• Items listed in a dataset:
========================

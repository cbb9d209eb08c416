pub mod alignment;
pub mod lyrics;
pub mod matching;
pub mod output;
pub mod pipeline;
pub mod shared;
pub mod transcript;
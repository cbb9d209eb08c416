use std::path::Path;

use crate::shared::error::SyncError;
use crate::transcript::domain::transcript::Transcript;

/// Domain interface for obtaining a word-level transcript.
///
/// Implementations wrap the speech-recognition collaborator: either a model
/// invocation or a reader for output it already produced.
pub trait TranscriptSource: Send + Sync {
    fn load(&self, path: &Path) -> Result<Transcript, SyncError>;
}
use crate::matching::domain::similarity_scorer::SimilarityScorer;

/// Scores one fixed text against windows that grow a token at a time.
///
/// A window keeps a single row of the longest-common-subsequence table
/// against the fixed text, so appending a token costs its length times the
/// length of the fixed text. With per-character counts this bounds the
/// combined score from above, and the full score is only computed for
/// windows whose bound reaches the caller's floor.
pub struct WindowScorer<'a> {
    scorer: &'a SimilarityScorer,
    target: &'a str,
    target_chars: Vec<char>,
    /// Distinct non-whitespace characters of the target, sorted.
    alphabet: Vec<char>,
    /// Occurrences of each `alphabet` character in the target.
    counts: Vec<usize>,
    letters: usize,
    words: usize,
}

/// A window's text and its running comparison state.
#[derive(Debug, Clone)]
pub struct GrowingWindow {
    text: String,
    row: Vec<usize>,
    compared: usize,
    counts: Vec<usize>,
    shared_letters: usize,
    letters: usize,
    words: usize,
}

impl GrowingWindow {
    /// Space-joined text of the tokens pushed so far.
    pub fn text(&self) -> &str {
        &self.text
    }
}

impl<'a> WindowScorer<'a> {
    pub fn new(scorer: &'a SimilarityScorer, target: &'a str) -> Self {
        let target_chars: Vec<char> = target
            .chars()
            .filter(|c| compared_by(scorer, *c))
            .collect();

        let mut letters: Vec<char> = target.chars().filter(|c| !c.is_whitespace()).collect();
        let letter_count = letters.len();
        letters.sort_unstable();
        let mut alphabet: Vec<char> = Vec::new();
        let mut counts: Vec<usize> = Vec::new();
        for c in letters {
            if alphabet.last() == Some(&c) {
                if let Some(n) = counts.last_mut() {
                    *n += 1;
                }
            } else {
                alphabet.push(c);
                counts.push(1);
            }
        }

        Self {
            scorer,
            target,
            target_chars,
            alphabet,
            counts,
            letters: letter_count,
            words: target.split_whitespace().count(),
        }
    }

    /// A window holding no tokens.
    pub fn window(&self) -> GrowingWindow {
        GrowingWindow {
            text: String::new(),
            row: vec![0; self.target_chars.len() + 1],
            compared: 0,
            counts: vec![0; self.alphabet.len()],
            shared_letters: 0,
            letters: 0,
            words: 0,
        }
    }

    /// Appends `token` to the window, separated by a space. Empty tokens are
    /// skipped.
    pub fn push(&self, window: &mut GrowingWindow, token: &str) {
        if token.is_empty() {
            return;
        }
        if !window.text.is_empty() {
            window.text.push(' ');
            self.push_char(window, ' ');
        }
        window.text.push_str(token);
        for c in token.chars() {
            self.push_char(window, c);
        }
        window.words += token.split_whitespace().count();
    }

    fn push_char(&self, window: &mut GrowingWindow, c: char) {
        if !c.is_whitespace() {
            window.letters += 1;
            if let Ok(i) = self.alphabet.binary_search(&c) {
                if window.counts[i] < self.counts[i] {
                    window.shared_letters += 1;
                }
                window.counts[i] += 1;
            }
        }
        if !compared_by(self.scorer, c) {
            return;
        }

        let row = &mut window.row;
        let mut diagonal = 0;
        for (j, &t) in self.target_chars.iter().enumerate() {
            let above = row[j + 1];
            row[j + 1] = if t == c {
                diagonal + 1
            } else {
                above.max(row[j])
            };
            diagonal = above;
        }
        window.compared += 1;
    }

    /// Exact indel ratio between the target and the window.
    pub fn ratio(&self, window: &GrowingWindow) -> f64 {
        let total = self.target_chars.len() + window.compared;
        if total == 0 {
            return 1.0;
        }
        let common = window.row[self.target_chars.len()];
        1.0 - (total - 2 * common) as f64 / total as f64
    }

    /// Upper bound on the token-sort ratio from character counts. Sorting
    /// tokens keeps every character, so the common subsequence of the sorted
    /// forms cannot exceed the shared characters plus the shared separators.
    fn token_sort_bound(&self, window: &GrowingWindow) -> f64 {
        let (gaps_target, gaps_window) = if self.scorer.ignores_whitespace() {
            (0, 0)
        } else {
            (self.words.saturating_sub(1), window.words.saturating_sub(1))
        };
        let total = self.letters + gaps_target + window.letters + gaps_window;
        if total == 0 {
            return 1.0;
        }
        let common = window.shared_letters + gaps_target.min(gaps_window);
        (2.0 * common as f64 / total as f64).min(1.0)
    }

    pub fn upper_bound(&self, window: &GrowingWindow) -> f64 {
        self.scorer
            .upper_bound(self.ratio(window), self.token_sort_bound(window))
    }

    /// Combined score of the target against the window, or `None` when it
    /// falls below `floor`.
    pub fn score_at_least(&self, window: &GrowingWindow, floor: f64) -> Option<f64> {
        if self.upper_bound(window) < floor {
            return None;
        }
        self.scorer.score_at_least(self.target, &window.text, floor)
    }
}

fn compared_by(scorer: &SimilarityScorer, c: char) -> bool {
    !(scorer.ignores_whitespace() && c.is_whitespace())
}

#[cfg(test)]
mod tests {
    use super::*;
    use crate::matching::domain::edit_distance::indel_ratio;
    use approx::assert_relative_eq;
    use rstest::rstest;

    fn grow(scorer: &WindowScorer<'_>, tokens: &[&str]) -> GrowingWindow {
        let mut window = scorer.window();
        for token in tokens {
            scorer.push(&mut window, token);
        }
        window
    }

    fn chars(s: &str) -> Vec<char> {
        s.chars().collect()
    }

    #[test]
    fn test_text_skips_empty_tokens() {
        let scorer = SimilarityScorer::default();
        let ws = WindowScorer::new(&scorer, "hello world");
        let window = grow(&ws, &["hello", "", "big", "world"]);
        assert_eq!(window.text(), "hello big world");
    }

    #[rstest]
    #[case("hello world", &["hello", "uh", "world"])]
    #[case("we will rock you", &["na", "na"])]
    #[case("amazing grace", &["grace", "amazing"])]
    #[case("a", &["b"])]
    fn test_incremental_ratio_matches_full_ratio(#[case] target: &str, #[case] tokens: &[&str]) {
        let scorer = SimilarityScorer::default();
        let ws = WindowScorer::new(&scorer, target);
        let window = grow(&ws, tokens);
        assert_relative_eq!(
            ws.ratio(&window),
            indel_ratio(&chars(target), &chars(window.text())),
            epsilon = 1e-12
        );
    }

    #[test]
    fn test_incremental_ratio_ignores_whitespace_for_unspaced_scripts() {
        let scorer = SimilarityScorer::default().ignoring_whitespace(true);
        let ws = WindowScorer::new(&scorer, "사랑해요");
        let window = grow(&ws, &["사랑", "해요"]);
        assert_relative_eq!(ws.ratio(&window), 1.0);
        assert_eq!(ws.score_at_least(&window, 0.9), Some(1.0));
    }

    #[rstest]
    #[case("hello world", &["hello", "uh", "world"])]
    #[case("hello world", &["world", "hello"])]
    #[case("we will rock you", &["we", "will", "we", "will"])]
    #[case("the quick brown fox", &["brown", "dog"])]
    fn test_bound_never_below_score(#[case] target: &str, #[case] tokens: &[&str]) {
        let scorer = SimilarityScorer::default();
        let ws = WindowScorer::new(&scorer, target);
        let window = grow(&ws, tokens);
        assert!(ws.upper_bound(&window) >= scorer.score(target, window.text()));
    }

    #[test]
    fn test_score_matches_scorer() {
        let scorer = SimilarityScorer::default();
        let ws = WindowScorer::new(&scorer, "hello world");
        let window = grow(&ws, &["hello", "uh", "world"]);
        let full = scorer.score("hello world", "hello uh world");
        assert_eq!(ws.score_at_least(&window, f64::NEG_INFINITY), Some(full));
    }

    #[test]
    fn test_unrelated_window_pruned_below_floor() {
        let scorer = SimilarityScorer::default();
        let ws = WindowScorer::new(&scorer, "we will rock you");
        let window = grow(&ws, &["zzz", "qqq"]);
        assert!(ws.upper_bound(&window) < 0.5);
        assert_eq!(ws.score_at_least(&window, 0.5), None);
    }

    #[test]
    fn test_cloned_window_grows_independently() {
        let scorer = SimilarityScorer::default();
        let ws = WindowScorer::new(&scorer, "hello world");
        let first = grow(&ws, &["hello"]);
        let mut joined = first.clone();
        ws.push(&mut joined, "world");
        assert_eq!(first.text(), "hello");
        assert_eq!(ws.score_at_least(&joined, 0.99), Some(1.0));
    }
}
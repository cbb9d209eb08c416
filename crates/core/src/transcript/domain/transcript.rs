use crate::shared::error::SyncError;
use crate::transcript::domain::word_token::WordToken;

/// Ordered, read-only sequence of recognized words.
///
/// Construction enforces `start >= 0`, finite times and `end >= start`, and
/// sorts by `start` when the recognizer emitted words out of order. Small
/// overlaps between neighbouring words are kept as-is.
#[derive(Clone, Debug, Default, PartialEq)]
pub struct Transcript {
    words: Vec<WordToken>,
}

impl Transcript {
    pub fn from_words(words: Vec<WordToken>) -> Result<Self, SyncError> {
        let mut kept = Vec::with_capacity(words.len());
        for (index, mut word) in words.into_iter().enumerate() {
            let trimmed = word.text.trim();
            if trimmed.is_empty() {
                continue;
            }
            if !word.start.is_finite() || !word.end.is_finite() {
                return Err(SyncError::InvalidTranscript {
                    index,
                    reason: "non-finite timestamp".to_string(),
                });
            }
            if word.start < 0.0 {
                return Err(SyncError::InvalidTranscript {
                    index,
                    reason: format!("negative start time {}", word.start),
                });
            }
            if trimmed.len() != word.text.len() {
                word.text = trimmed.to_string();
            }
            if word.end < word.start {
                word.end = word.start;
            }
            kept.push(word);
        }

        if !is_sorted_by_start(&kept) {
            log::warn!("Transcript words are not ordered by start time; sorting");
            kept.sort_by(|a, b| a.start.total_cmp(&b.start));
        }

        Ok(Self { words: kept })
    }

    pub fn words(&self) -> &[WordToken] {
        &self.words
    }

    pub fn len(&self) -> usize {
        self.words.len()
    }

    pub fn is_empty(&self) -> bool {
        self.words.is_empty()
    }

    /// Start of the first word, or 0 for an empty transcript.
    pub fn start_time(&self) -> f64 {
        self.words.first().map(|w| w.start).unwrap_or(0.0)
    }

    /// Latest end time over all words, or 0 for an empty transcript.
    pub fn end_time(&self) -> f64 {
        self.words.iter().map(|w| w.end).fold(0.0, f64::max)
    }
}

fn is_sorted_by_start(words: &[WordToken]) -> bool {
    words.windows(2).all(|pair| pair[0].start <= pair[1].start)
}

========================

Taking the entries above, print exactly the lines starting at the line with "of the sorted" and ending at the line with "fn compared_by(scorer: &SimilarityScorer, c: char)", both included.

• Result of this exercise:
    /// tokens keeps every character, so the common subsequence of the sorted
    /// forms cannot exceed the shared characters plus the shared separators.
    fn token_sort_bound(&self, window: &GrowingWindow) -> f64 {
        let (gaps_target, gaps_window) = if self.scorer.ignores_whitespace() {
            (0, 0)
        } else {
            (self.words.saturating_sub(1), window.words.saturating_sub(1))
        };
        let total = self.letters + gaps_target + window.letters + gaps_window;
        if total == 0 {
            return 1.0;
        }
        let common = window.shared_letters + gaps_target.min(gaps_window);
        (2.0 * common as f64 / total as f64).min(1.0)
    }

    pub fn upper_bound(&self, window: &GrowingWindow) -> f64 {
        self.scorer
            .upper_bound(self.ratio(window), self.token_sort_bound(window))
    }

    /// Combined score of the target against the window, or `None` when it
    /// falls below `floor`.
    pub fn score_at_least(&self, window: &GrowingWindow, floor: f64) -> Option<f64> {
        if self.upper_bound(window) < floor {
            return None;
        }
        self.scorer.score_at_least(self.target, &window.text, floor)
    }
}

fn compared_by(scorer: &SimilarityScorer, c: char) -> bool {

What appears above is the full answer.